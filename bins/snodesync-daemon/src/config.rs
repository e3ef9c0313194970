use serde::Deserialize;
use snodesync_core::config::{CoreConfig, SyncMode, MINIMUM_SWARM_NODES};
use snodesync_core::ids::AccountKey;
use std::fs;
use std::net::SocketAddr;
use std::path::{Path, PathBuf};
use thiserror::Error;

#[derive(Clone, Debug, Deserialize)]
pub struct DaemonConfig {
    pub data_dir: PathBuf,
    pub identity: IdentityConfig,
    pub seed: SeedConfig,
    #[serde(default)]
    pub sync: SyncConfig,
    #[serde(default)]
    pub refresh: RefreshConfig,
    #[serde(default)]
    pub api: ApiConfig,
    pub logging: LoggingConfig,
}

#[derive(Clone, Debug, Deserialize)]
pub struct IdentityConfig {
    pub account_key: String,
}

#[derive(Clone, Debug, Deserialize)]
pub struct SeedConfig {
    pub url: String,
    pub port: u16,
    #[serde(default = "default_seed_limit")]
    pub limit: usize,
    #[serde(default = "default_minimum_swarm_nodes")]
    pub minimum_swarm_nodes: usize,
}

#[derive(Clone, Debug, Deserialize, PartialEq, Eq, Default)]
#[serde(rename_all = "snake_case")]
pub enum SyncModeSetting {
    SharedConfig,
    Legacy,
    #[default]
    Both,
}

impl From<SyncModeSetting> for SyncMode {
    fn from(setting: SyncModeSetting) -> Self {
        match setting {
            SyncModeSetting::SharedConfig => SyncMode::SharedConfig,
            SyncModeSetting::Legacy => SyncMode::Legacy,
            SyncModeSetting::Both => SyncMode::Both,
        }
    }
}

#[derive(Clone, Debug, Deserialize, Default)]
pub struct SyncConfig {
    #[serde(default)]
    pub mode: SyncModeSetting,
    #[serde(default)]
    pub registration_done: bool,
}

#[derive(Clone, Debug, Deserialize)]
pub struct RefreshConfig {
    #[serde(default = "default_refresh_secs")]
    pub interval_secs: u64,
}

impl Default for RefreshConfig {
    fn default() -> Self {
        Self {
            interval_secs: default_refresh_secs(),
        }
    }
}

#[derive(Clone, Debug, Deserialize)]
pub struct ApiConfig {
    #[serde(default = "default_bind_addr")]
    pub bind_addr: String,
}

impl Default for ApiConfig {
    fn default() -> Self {
        Self {
            bind_addr: default_bind_addr(),
        }
    }
}

#[derive(Clone, Debug, Deserialize)]
pub struct LoggingConfig {
    pub level: String,
}

fn default_seed_limit() -> usize {
    snodesync_core::config::DEFAULT_SEED_NODE_LIMIT
}

fn default_minimum_swarm_nodes() -> usize {
    MINIMUM_SWARM_NODES
}

fn default_refresh_secs() -> u64 {
    60
}

fn default_bind_addr() -> String {
    "127.0.0.1:9180".to_string()
}

#[derive(Debug, Error)]
pub enum ConfigError {
    #[error("io")]
    Io,
    #[error("parse")]
    Parse,
    #[error("invalid {0}")]
    Invalid(String),
}

impl DaemonConfig {
    pub fn validate(&self) -> Result<(), ConfigError> {
        if AccountKey::from_hex(&self.identity.account_key).is_none() {
            return Err(ConfigError::Invalid("identity.account_key".to_string()));
        }
        let url = self.seed.url.trim();
        if !(url.starts_with("http://") || url.starts_with("https://")) {
            return Err(ConfigError::Invalid("seed.url".to_string()));
        }
        if self.seed.limit == 0 {
            return Err(ConfigError::Invalid("seed.limit".to_string()));
        }
        if self.refresh.interval_secs == 0 {
            return Err(ConfigError::Invalid("refresh.interval_secs".to_string()));
        }
        self.api
            .bind_addr
            .parse::<SocketAddr>()
            .map_err(|_| ConfigError::Invalid("api.bind_addr".to_string()))?;
        Ok(())
    }

    pub fn account_key(&self) -> Result<AccountKey, ConfigError> {
        AccountKey::from_hex(&self.identity.account_key)
            .ok_or_else(|| ConfigError::Invalid("identity.account_key".to_string()))
    }

    pub fn core_config(&self) -> CoreConfig {
        CoreConfig {
            seed_node_url: self.seed.url.trim().trim_end_matches('/').to_string(),
            seed_node_port: self.seed.port,
            seed_node_limit: self.seed.limit,
            minimum_swarm_nodes: self.seed.minimum_swarm_nodes,
            sync_mode: self.sync.mode.clone().into(),
            registration_done: self.sync.registration_done,
        }
    }
}

pub fn load_config(path: &Path) -> Result<DaemonConfig, ConfigError> {
    let content = fs::read_to_string(path).map_err(|_| ConfigError::Io)?;
    toml::from_str(&content).map_err(|_| ConfigError::Parse)
}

══════════

Return word for word the lines above from the line with "pub fn validate(&self)" to the line with "pub fn account_key(&self)", including both and leaving out all others.

§ Your response:
    pub fn validate(&self) -> Result<(), ConfigError> {
        if AccountKey::from_hex(&self.identity.account_key).is_none() {
            return Err(ConfigError::Invalid("identity.account_key".to_string()));
        }
        let url = self.seed.url.trim();
        if !(url.starts_with("http://") || url.starts_with("https://")) {
            return Err(ConfigError::Invalid("seed.url".to_string()));
        }
        if self.seed.limit == 0 {
            return Err(ConfigError::Invalid("seed.limit".to_string()));
        }
        if self.refresh.interval_secs == 0 {
            return Err(ConfigError::Invalid("refresh.interval_secs".to_string()));
        }
        self.api
            .bind_addr
            .parse::<SocketAddr>()
            .map_err(|_| ConfigError::Invalid("api.bind_addr".to_string()))?;
        Ok(())
    }

    pub fn account_key(&self) -> Result<AccountKey, ConfigError> {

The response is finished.